Having  graduated from divinity school less than a month ago, I have spent some time reflecting on other important “firsts” I have experienced over the past three and a half years: The first time I felt affirmed in reading the Bible against the grain of popular interpretation. The first time I was able to see the God-breathed beauty of the messiness that is our sacred scripture, and our living tradition. The first time I felt my bones crushed by the responsibility of speaking a faithful word from the pulpit. The first time I spent the night in a hospital room, holding a woman’s hand as her beloved spouse passed completely into God’s care.

This week I added a new “first” to my memory. Like the dip in a West Javan volcano, it was an experience I never would have expected or gone looking for had the Spirit not brought me to the point where all I could do was jump in.

“Why did you decide to get arrested?” was the common refrain in the cafeteria under the North Carolina Legislative Building Monday night. The basement dinning room had been converted into a temporary holding area for most of the 151 alleged trespassers who had entered the atrium of the legislative building to pray, to stand together, and to speak out in opposition to the immoral policies being crafted — or at least rubber-stamped — under the roof of 16 W. Jones Street.

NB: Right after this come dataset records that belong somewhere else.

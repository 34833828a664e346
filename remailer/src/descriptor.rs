//! Relay Descriptors
//!
//! One `[Server]` record of the directory text describes one relay: its
//! names, keys and address, and which delivery methods it offers as an exit.
//!
//! # Record Format
//!
//! ```text
//! [Server]
//! Descriptor-Version: 0.2
//! Nickname: <name>
//! Identity: <base64 PKCS#1 key>
//! Digest: <base64>
//! Signature: <base64>
//! Published: <yyyy-MM-dd HH:mm:ss>
//! Packet-Key: <base64 PKCS#1 key>
//! Software: <version>
//! [Incoming/MMTP]
//! Hostname: <host>
//! Port: <port>
//! Key-Digest: <base64>
//! [Delivery/SMTP]            (exit relays)
//! [Delivery/Fragmented]      (reassembling relays)
//! [Testing]
//! ```
//!
//! Fields are read in this order; unknown lines between them are skipped.
//! A record that ends before all of them were found is rejected whole.

use base64::{engine::general_purpose::STANDARD, Engine};
use libmix_crypto::{PublicKey, HASH_LEN};

use crate::routing::{HostRoute, RoutingInformation};
use crate::{MixError, MixResult};

/// Marker opening a record
pub const SERVER_MARKER: &str = "[Server]";

const INCOMING_MARKER: &str = "[Incoming/MMTP]";
const TESTING_MARKER: &str = "[Testing]";
const SMTP_MARKER: &str = "[Delivery/SMTP]";
const MBOX_MARKER: &str = "[Delivery/MBOX]";
const FRAGMENTED_MARKER: &str = "[Delivery/Fragmented";

/// Parsed relay descriptor
#[derive(Debug, Clone, PartialEq, Eq)]
pub struct RoutingDescriptor {
    nickname: String,
    host: String,
    port: u16,
    identity_key: PublicKey,
    packet_key: Option<PublicKey>,
    digest: Vec<u8>,
    signature: Vec<u8>,
    key_digest: [u8; HASH_LEN],
    is_exit: bool,
    allows_mbox: bool,
    allows_fragmented: bool,
    software: String,
    published: String,
}

impl RoutingDescriptor {
    /// Descriptor for a relay known out of band
    pub fn new(
        nickname: impl Into<String>,
        host: impl Into<String>,
        port: u16,
        identity_key: PublicKey,
        packet_key: Option<PublicKey>,
    ) -> MixResult<Self> {
        let key_digest = identity_key.key_digest()?;
        Ok(Self {
            nickname: nickname.into(),
            host: host.into(),
            port,
            identity_key,
            packet_key,
            digest: Vec::new(),
            signature: Vec::new(),
            key_digest,
            is_exit: false,
            allows_mbox: false,
            allows_fragmented: false,
            software: format!("remailer {}", env!("CARGO_PKG_VERSION")),
            published: "1970-01-01".into(),
        })
    }

    /// Mark as SMTP exit
    pub fn with_exit(mut self, is_exit: bool) -> Self {
        self.is_exit = is_exit;
        self
    }

    /// Mark as accepting fragmented messages
    pub fn with_fragmented(mut self, allows_fragmented: bool) -> Self {
        self.allows_fragmented = allows_fragmented;
        self
    }

    /// Parse the first record in `text`
    pub fn parse(text: &str) -> MixResult<Self> {
        let lines: Vec<&str> = text.lines().collect();
        let start = lines
            .iter()
            .position(|l| l.trim() == SERVER_MARKER)
            .ok_or_else(|| MixError::InvalidDescriptor("no [Server] record".into()))?;
        Self::parse_record(&lines, start).map(|(desc, _)| desc)
    }

    /// Parse the record opening at `lines[start]`.
    ///
    /// Returns the descriptor and the index of the first line after it.
    pub(crate) fn parse_record(lines: &[&str], start: usize) -> MixResult<(Self, usize)> {
        let mut reader = RecordReader { lines, pos: start + 1 };

        let nickname = reader.field("Nickname")?;
        let identity = reader.base64_field("Identity")?;
        let digest = reader.base64_field("Digest")?;
        let signature = reader.base64_field("Signature")?;
        let published = parse_published(&reader.field("Published")?)?;
        let packet_key = reader.base64_field("Packet-Key")?;
        let software = reader.field("Software")?;

        reader.section(INCOMING_MARKER)?;
        let host = reader.field("Hostname")?;
        let port = reader
            .field("Port")?
            .parse::<u16>()
            .map_err(|_| MixError::InvalidDescriptor(format!("{}: bad port", nickname)))?;
        let key_digest_bytes = reader.base64_field("Key-Digest")?;
        let key_digest: [u8; HASH_LEN] = key_digest_bytes
            .as_slice()
            .try_into()
            .map_err(|_| MixError::InvalidDescriptor(format!("{}: bad key digest", nickname)))?;

        let (is_exit, allows_mbox, allows_fragmented) = reader.capabilities()?;

        let identity_key = PublicKey::from_pkcs1_der(&identity)
            .map_err(|e| MixError::InvalidDescriptor(format!("{}: identity key: {}", nickname, e)))?;
        let packet_key = PublicKey::from_pkcs1_der(&packet_key)
            .map_err(|e| MixError::InvalidDescriptor(format!("{}: packet key: {}", nickname, e)))?;

        let desc = Self {
            nickname,
            host,
            port,
            identity_key,
            packet_key: Some(packet_key),
            digest,
            signature,
            key_digest,
            is_exit,
            allows_mbox,
            allows_fragmented,
            software,
            published,
        };
        Ok((desc, reader.pos))
    }

    /// Render as a directory record
    pub fn to_text(&self) -> MixResult<String> {
        let mut out = String::new();
        out.push_str("[Server]\n");
        out.push_str("Descriptor-Version: 0.2\n");
        out.push_str(&format!("Nickname: {}\n", self.nickname));
        out.push_str(&format!("Identity: {}\n", STANDARD.encode(self.identity_key.to_pkcs1_der()?)));
        out.push_str(&format!("Digest: {}\n", STANDARD.encode(&self.digest)));
        out.push_str(&format!("Signature: {}\n", STANDARD.encode(&self.signature)));
        out.push_str(&format!("Published: {} 00:00:00\n", self.published));
        out.push_str(&format!("Valid-After: {}\n", self.published));
        if let Some(key) = &self.packet_key {
            out.push_str(&format!("Packet-Key: {}\n", STANDARD.encode(key.to_pkcs1_der()?)));
        }
        out.push_str("Packet-Versions: 0.3\n");
        out.push_str(&format!("Software: {}\n", self.software));
        out.push_str("[Incoming/MMTP]\n");
        out.push_str("Version: 0.1\n");
        out.push_str(&format!("Hostname: {}\n", self.host));
        out.push_str(&format!("Port: {}\n", self.port));
        out.push_str(&format!("Key-Digest: {}\n", STANDARD.encode(self.key_digest)));
        out.push_str("Protocols: 0.3\n");
        out.push_str("[Outgoing/MMTP]\n");
        out.push_str("Version: 0.1\n");
        if self.is_exit {
            out.push_str("[Delivery/SMTP]\nVersion: 0.1\n");
        }
        if self.allows_mbox {
            out.push_str("[Delivery/MBOX]\nVersion: 0.1\n");
        }
        if self.allows_fragmented {
            out.push_str("[Delivery/Fragmented]\nVersion: 0.1\nMaximum-Fragments: 16\n");
        }
        out.push_str("[Testing]\n");
        out.push_str("Platform: remailer\n");
        Ok(out)
    }

    /// Forwarding instruction pointing at this relay
    pub fn routing_information(&self) -> RoutingInformation {
        RoutingInformation::ForwardToHost(self.host_route())
    }

    /// Address of this relay inside a routing body
    pub fn host_route(&self) -> HostRoute {
        HostRoute {
            port: self.port,
            key_digest: self.key_digest,
            host: self.host.clone(),
        }
    }

    /// Relay nickname
    pub fn nickname(&self) -> &str {
        &self.nickname
    }

    /// Hostname
    pub fn host(&self) -> &str {
        &self.host
    }

    /// MMTP port
    pub fn port(&self) -> u16 {
        self.port
    }

    /// Identity key
    pub fn identity_key(&self) -> &PublicKey {
        &self.identity_key
    }

    /// Packet key, if known
    pub fn packet_key(&self) -> Option<&PublicKey> {
        self.packet_key.as_ref()
    }

    /// Descriptor digest
    pub fn digest(&self) -> &[u8] {
        &self.digest
    }

    /// Descriptor signature
    pub fn signature(&self) -> &[u8] {
        &self.signature
    }

    /// Identity key digest
    pub fn key_digest(&self) -> &[u8; HASH_LEN] {
        &self.key_digest
    }

    /// Delivers by SMTP
    pub fn is_exit(&self) -> bool {
        self.is_exit
    }

    /// Delivers to local mailboxes
    pub fn allows_mbox(&self) -> bool {
        self.allows_mbox
    }

    /// Reassembles fragmented messages
    pub fn allows_fragmented(&self) -> bool {
        self.allows_fragmented
    }

    /// Software version string
    pub fn software(&self) -> &str {
        &self.software
    }

    /// Publication date (`yyyy-MM-dd`)
    pub fn published(&self) -> &str {
        &self.published
    }
}

struct RecordReader<'a> {
    lines: &'a [&'a str],
    pos: usize,
}

impl<'a> RecordReader<'a> {
    /// Scan forward to `key: value` inside the current section
    fn field(&mut self, key: &str) -> MixResult<String> {
        while let Some(line) = self.lines.get(self.pos) {
            let line = line.trim();
            if line.starts_with('[') {
                break;
            }
            self.pos += 1;
            if let Some(value) = line.strip_prefix(key).and_then(|r| r.strip_prefix(':')) {
                return Ok(value.trim().to_string());
            }
        }
        Err(MixError::InvalidDescriptor(format!("missing {}", key)))
    }

    fn base64_field(&mut self, key: &str) -> MixResult<Vec<u8>> {
        let value = self.field(key)?;
        STANDARD
            .decode(value.as_bytes())
            .map_err(|e| MixError::InvalidDescriptor(format!("{}: {}", key, e)))
    }

    /// Scan forward to a section marker without leaving the record
    fn section(&mut self, marker: &str) -> MixResult<()> {
        while let Some(line) = self.lines.get(self.pos) {
            let line = line.trim();
            if line == SERVER_MARKER {
                break;
            }
            self.pos += 1;
            if line.starts_with(marker) {
                return Ok(());
            }
        }
        Err(MixError::InvalidDescriptor(format!("missing {}", marker)))
    }

    /// Delivery markers up to `[Testing]`: (smtp, mbox, fragmented)
    fn capabilities(&mut self) -> MixResult<(bool, bool, bool)> {
        let (mut smtp, mut mbox, mut fragmented) = (false, false, false);
        while let Some(line) = self.lines.get(self.pos) {
            let line = line.trim();
            if line == SERVER_MARKER {
                break;
            }
            self.pos += 1;
            if line.starts_with(TESTING_MARKER) {
                return Ok((smtp, mbox, fragmented));
            }
            smtp |= line.starts_with(SMTP_MARKER);
            mbox |= line.starts_with(MBOX_MARKER);
            fragmented |= line.starts_with(FRAGMENTED_MARKER);
        }
        Err(MixError::InvalidDescriptor(format!("missing {}", TESTING_MARKER)))
    }
}

/// Keep the date part of a `Published` value
fn parse_published(value: &str) -> MixResult<String> {
    let date = value.get(..10).unwrap_or(value);
    let bytes = date.as_bytes();
    let well_formed = bytes.len() == 10
        && bytes[4] == b'-'
        && bytes[7] == b'-'
        && bytes
            .iter()
            .enumerate()
            .all(|(i, b)| i == 4 || i == 7 || b.is_ascii_digit());
    if !well_formed {
        return Err(MixError::InvalidDescriptor(format!("bad Published date: {}", value)));
    }

    let month: u32 = date[5..7].parse().unwrap_or(0);
    let day: u32 = date[8..10].parse().unwrap_or(0);
    if !(1..=12).contains(&month) || !(1..=31).contains(&day) {
        return Err(MixError::InvalidDescriptor(format!("bad Published date: {}", value)));
    }
    Ok(date.to_string())
}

My reason for risking arrest by standing five-minutes too long in the stone lobby of our state house begins with the assertion that I am a Christian. Because I believe that Jesus Christ is the fullest expression of the character of God, I am convinced that God stands on the side of the poor, oppressed and marginalized. To say God stands on the side of the poor doesn’t mean God takes sides, but that in the process of realizing mishpat — justice which ensures every human has his or her needs met, is given freedom and opportunity, and is treated with the dignity deserved of a beloved child of God — the Holy Spirit blows from the ground up. God cares for and supports the oppressed and marginalized in such a deep and sacred way that Jesus says nations will be judged on the basis of how they treat the hungry, the thirsty, the migrants, the naked, the sick and the imprisoned. There are no qualifiers here. “I assure you that when you have done it for one of the least of these brothers and sisters of mine,” Jesus said, “You have done it for me.”

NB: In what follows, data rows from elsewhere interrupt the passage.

//! TLS 1.0 pseudo-random function and key derivation
//!
//! `PRF(secret, label, seed) = P_MD5(S1, label | seed) XOR P_SHA1(S2, label | seed)`
//! where S1 and S2 are the two (possibly overlapping) halves of the secret.

use libmix_crypto::{hash, hmac_md5, hmac_sha1, md5_concat};
use zeroize::Zeroizing;

use super::cipher_suite::CipherSuite;
use super::RANDOM_LEN;

/// Master secret size
pub const MASTER_SECRET_LEN: usize = 48;

/// Finished verify_data size
pub const VERIFY_DATA_LEN: usize = 12;

/// Finished label of the initiator
pub const CLIENT_FINISHED: &str = "client finished";

/// Finished label of the responder
pub const SERVER_FINISHED: &str = "server finished";

const MASTER_SECRET_LABEL: &str = "master secret";
const KEY_EXPANSION_LABEL: &str = "key expansion";

fn p_md5(secret: &[u8], seed: &[u8], len: usize) -> Vec<u8> {
    let mut out = Vec::with_capacity(len + 16);
    let mut a = hmac_md5(secret, &[seed]);
    while out.len() < len {
        out.extend_from_slice(&hmac_md5(secret, &[&a, seed]));
        a = hmac_md5(secret, &[&a]);
    }
    out.truncate(len);
    out
}

fn p_sha1(secret: &[u8], seed: &[u8], len: usize) -> Vec<u8> {
    let mut out = Vec::with_capacity(len + 20);
    let mut a = hmac_sha1(secret, &[seed]);
    while out.len() < len {
        out.extend_from_slice(&hmac_sha1(secret, &[&a, seed]));
        a = hmac_sha1(secret, &[&a]);
    }
    out.truncate(len);
    out
}

/// `len` bytes of PRF output
pub fn prf(secret: &[u8], label: &str, seed: &[u8], len: usize) -> Zeroizing<Vec<u8>> {
    let half = (secret.len() + 1) / 2;
    let s1 = &secret[..half];
    let s2 = &secret[secret.len() - half..];

    let labeled = [label.as_bytes(), seed].concat();
    let mut out = Zeroizing::new(p_md5(s1, &labeled, len));
    for (o, b) in out.iter_mut().zip(p_sha1(s2, &labeled, len)) {
        *o ^= b;
    }
    out
}

/// Master secret from the DH premaster secret
pub fn master_secret(
    pre_master: &[u8],
    client_random: &[u8; RANDOM_LEN],
    server_random: &[u8; RANDOM_LEN],
) -> Zeroizing<Vec<u8>> {
    prf(pre_master, MASTER_SECRET_LABEL, &[&client_random[..], &server_random[..]].concat(), MASTER_SECRET_LEN)
}

/// Per-direction record keys
pub struct KeyBlock {
    /// Initiator write MAC key
    pub client_mac: Zeroizing<Vec<u8>>,
    /// Responder write MAC key
    pub server_mac: Zeroizing<Vec<u8>>,
    /// Initiator write key
    pub client_key: Zeroizing<Vec<u8>>,
    /// Responder write key
    pub server_key: Zeroizing<Vec<u8>>,
    /// Initiator CBC IV
    pub client_iv: Vec<u8>,
    /// Responder CBC IV
    pub server_iv: Vec<u8>,
}

impl std::fmt::Debug for KeyBlock {
    fn fmt(&self, f: &mut std::fmt::Formatter<'_>) -> std::fmt::Result {
        f.debug_struct("KeyBlock").finish_non_exhaustive()
    }
}

/// Expand the master secret into record keys for `suite`
pub fn key_block(
    master: &[u8],
    client_random: &[u8; RANDOM_LEN],
    server_random: &[u8; RANDOM_LEN],
    suite: CipherSuite,
) -> KeyBlock {
    let seed = [&server_random[..], &client_random[..]].concat();
    let block = prf(master, KEY_EXPANSION_LABEL, &seed, suite.key_block_len());

    let (mac, key, iv) = (suite.mac_len(), suite.key_len(), suite.iv_len());
    let mut rest: &[u8] = &block;
    let mut take = |n: usize| {
        let (head, tail) = rest.split_at(n);
        rest = tail;
        head.to_vec()
    };
    KeyBlock {
        client_mac: Zeroizing::new(take(mac)),
        server_mac: Zeroizing::new(take(mac)),
        client_key: Zeroizing::new(take(key)),
        server_key: Zeroizing::new(take(key)),
        client_iv: take(iv),
        server_iv: take(iv),
    }
}

/// MD5 | SHA-1 of `data`, the digest TLS 1.0 signs
pub fn md5_sha1(data: &[u8]) -> [u8; 36] {
    let mut out = [0u8; 36];
    out[..16].copy_from_slice(&md5_concat(&[data]));
    out[16..].copy_from_slice(&hash(data));
    out
}

/// Finished verify_data over the handshake transcript
pub fn finished(master: &[u8], label: &str, transcript: &[u8]) -> [u8; VERIFY_DATA_LEN] {
    let out = prf(master, label, &md5_sha1(transcript), VERIFY_DATA_LEN);
    let mut data = [0u8; VERIFY_DATA_LEN];
    data.copy_from_slice(&out);
    data
}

It was my Christian convictions which lead me to enter the General Assembly building Monday afternoon. I don’t mean to imply that all Christians need join me in the journey to the Wake County Detention Center. And I certainly am not seeking to exclude followers of other faith traditions, or no-faith, from continuing to be a vital part of this movement in North Carolina. I am saying that my worldview is fundamentally shaped by the belief that, through Jesus, God is at work bringing reconciliation and healing to the world. This means I understand working for reconciliation through justice as my calling, and I have tried — feebly, half-heartedly at times — to orient every aspect of my life around this conviction. I realize not everyone is interested in pursuing the common good, though. If you have a worldview that does not regard all people as inherently valuable, of infinite worth, and made in the very image of God, then what I did may not ever make sense in your eyes. I hope we can still be friends.

I entered the General Assembly as a citizen of North Carolina. I have spent most of my life in North Carolina. I love this state, this land, and these people. I would consider it a joy to raise my son in North Carolina. It grieves me, then, to see the officials elected to represent the people of our state passing laws which are designed to funnel more and more wealth to the very richest in society, while bleeding the working poor and middle class residents of the state to the point of delirium.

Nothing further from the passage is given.